In the future I have thought about completely changing the layout of the lights just to be different but will have to wait and see and get my fire extinguisher topped up first. B)


Waiting to be fitted is a turbo back double decat de res centre with 3 different backboxes to choose from so I can get the sound just right


Future plans are

STI Rear Wing

Front Winglets

Front splitter


Current alloys to be powder coated dark grey/charcoal and used as winter wheels

Head unit

Power mods to sub 300bhp


Be gentle...

  • Like 1
Link to comment
Share on other sites

Looking good - and some off-roading there as well ;)


the lights do look a lot better de-tangoed IMO so a simple but effective mod - dont worry about how long it takes, we have no plans for disappearing just yet :)

Link to comment
Share on other sites

Wow talk of annealing takes me back to my days of training. Don't think ally would anneal at 180C but definitely think if there were micro fractures beforehand it would stress them as the metal expands under heat and amplifying weak points in the wheel.

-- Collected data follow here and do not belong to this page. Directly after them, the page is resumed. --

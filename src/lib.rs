mod assembly;
mod constants;
mod deck_config;
mod layout;
mod package;
mod paginate;
mod parse_rels;
mod scanner;
pub mod shell;
mod slide_xml;
mod types;

pub use assembly::{default_output_name, generate_report};
pub use deck_config::{DeckConfig, DeckConfigBuilder};
pub use layout::{LayoutInfo, PlaceholderRef};
pub use package::PptxPackage;
pub use paginate::plan_slides;
pub use scanner::{scan_tree, DirectoryRecord, ScanResult};
pub use types::*;

#[derive(Debug, thiserror::Error)]
pub enum Error {
    #[error("Zip error: {0}")]
    Zip(#[from] zip::result::ZipError),

    #[error("XML parse error: {0}")]
    Xml(#[from] roxmltree::Error),

    #[error("UTF-8 conversion error: {0}")]
    Utf8(#[from] std::str::Utf8Error),

    #[error("IO error: {0}")]
    Io(#[from] std::io::Error),

    #[error("Slide layout at position {0} not found in template")]
    LayoutNotFound(usize),

    #[error("Placeholder {placeholder} not found in layout {layout}")]
    PlaceholderNotFound { layout: String, placeholder: String },

    #[error("Malformed package: {0}")]
    Package(&'static str),
}

pub type Result<T> = std::result::Result<T, Error>;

Think ill stay clear of powder coating these wheels then and will just spray them instead.

  • Like 2
Link to comment
Share on other sites

wrt the powder coating wheels - I have done car and bike wheels with no problems, I certainly wouldn't have risked a wheel failure on my bike - If I was running wheels purely for the track I would paint them to save weight but I have always have the work done at specialist wheel refurb and powdercoat places.

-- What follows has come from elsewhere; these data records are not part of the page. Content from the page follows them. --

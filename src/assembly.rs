use crate::deck_config::DeckConfig;
use crate::package::PptxPackage;
use crate::paginate::plan_slides;
use crate::scanner::scan_tree;
use crate::Result;
use chrono::NaiveDate;
use std::path::{Path, PathBuf};

/// Output file name for a given report date, e.g.
/// `Reporting-Bauakte 25-08-2026.pptx`.
pub fn default_output_name(date: NaiveDate) -> String {
    format!("Reporting-Bauakte {}.pptx", date.format("%d-%m-%Y"))
}

/// Scans `input_root`, renders the deck against `template`, and saves it
/// into `output_dir` under the dated default name.
///
/// Runs the full pipeline in sequence: scan, plan, render, save. Any
/// existing file under the output name is overwritten without confirmation.
///
/// # Errors
///
/// Fails on an unreadable directory during the scan, a missing or malformed
/// template, or an unwritable output path. No partial output is cleaned up.
pub fn generate_report(
    input_root: &Path,
    template: &Path,
    output_dir: &Path,
    config: &DeckConfig,
) -> Result<PathBuf> {
    let scan = scan_tree(input_root)?;
    let plans = plan_slides(&scan, config);

    let mut package = PptxPackage::open(template)?;
    for plan in &plans {
        package.append_slide(config.layout_position(plan.layout), plan, config)?;
    }

    let output = output_dir.join(default_output_name(chrono::Local::now().date_naive()));
    package.save(&output)?;
    Ok(output)
}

Does it seem a bit more of a coincidence that it appeared to be the same type of scooby wheel that failed??

Link to comment
Share on other sites

I never thought about the effects on the metal, but having seen failures happen, to me it is a concern.


I'd rather warn someone so they can make their own decisions, rather than not say anything and have an alloy fail


have you read the links in the thread?


I bet most are 'over engineered' but those designed with strict tolerances could be affected with the heat treatment

Link to comment
Share on other sites

That's a fair comment and absolutely the right thing to do -


yes I read all the threads in the links, that's where I saw the commonality of failures on the particular Subaru wheel style, the one type seemed to have examples of failures over others

  • Like 1
Link to comment
Share on other sites

here is some info from not just wheels in Nottingham - basically if you dont know how your wheels were made or have any doubts dont do it


Powder Coating or Wet Painting Wheels

In short, Powder Coating alloy wheels should not be an option.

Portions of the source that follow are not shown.